Can you imagine what would happen if these guys didn’t stick together? When you’re trying to rip people off, the moral support of your peers really counts for a lot. (Investors in) Absolute Capital know what we’re talking about.
Rodriguez Not Greedy by Standard of Wall St. [NYT]
Delving further into its favorite class war between the Haves and the Have-Mores this weekend, The New York Times found that in Silicon Valley, people who are rich don’t feel rich compared to their very rich neighbors. And they’ll try anything—even working a whopping twelve hours a day—to move into that next tax bracket. You know, the one that will make them feel a sense of superiority and self-worth and raison d’être.

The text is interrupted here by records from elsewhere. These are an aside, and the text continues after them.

use serde::{Deserialize, Serialize};

// ━━━━━━━━━━━━━━━━━━━━━━━━━━━━━━━━━━━━━━━━━━━━━━━━━━━━━━━━━━━━━━━━━━
// Model deployments / credential sets
// ━━━━━━━━━━━━━━━━━━━━━━━━━━━━━━━━━━━━━━━━━━━━━━━━━━━━━━━━━━━━━━━━━━

/// One configured model deployment: a provider + model pair with one or
/// more credential sets to rotate across.
#[derive(Debug, Clone, Serialize, Deserialize)]
pub struct ModelConfig {
    pub provider: String,
    pub model: String,
    /// Credential sets rotated by the load balancer. At least one.
    #[serde(default)]
    pub credentials: Vec<CredentialSetConfig>,
    /// How long a credential set that just failed is excluded from
    /// selection.
    #[serde(default = "d_cooldown_secs")]
    pub cooldown_secs: u64,
    /// Capabilities advertised by this model.
    #[serde(default)]
    pub features: Vec<ModelFeature>,
    /// Dollars per 1 million prompt tokens (for usage pricing).
    #[serde(default)]
    pub input_price_per_1m: f64,
    /// Dollars per 1 million completion tokens.
    #[serde(default)]
    pub output_price_per_1m: f64,
}

impl ModelConfig {
    pub fn has_feature(&self, feature: ModelFeature) -> bool {
        self.features.contains(&feature)
    }
}

/// One named credential set for a deployment.
#[derive(Debug, Clone, Serialize, Deserialize)]
pub struct CredentialSetConfig {
    #[serde(default)]
    pub name: String,
    pub api_key: String,
    pub base_url: String,
}

#[derive(Debug, Clone, Copy, PartialEq, Eq, Serialize, Deserialize)]
#[serde(rename_all = "kebab-case")]
pub enum ModelFeature {
    ToolCall,
    StreamToolCall,
    Vision,
}

fn d_cooldown_secs() -> u64 {
    60
}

Just like us (you)!
Yes, many members of this “digital elite” feel bad about themselves because they are “surrounded by people with more wealth—often a lot more.” One gilded geek, Gary Kremen, pouts, “It’s just like Wall Street, where there are all these financial guys worth $7 million wondering what’s so special about them when there are all these guys worth in the hundreds of millions of dollars.” Reminds me of this story Keith likes to tell about sitting in the steam room of the 92nd Street Y with an inconsolable Daniel Seth Loeb, weeping over the fact that he made $150 million last year, sure, who cares about that when James Simons is spending that much on cigarettes annually?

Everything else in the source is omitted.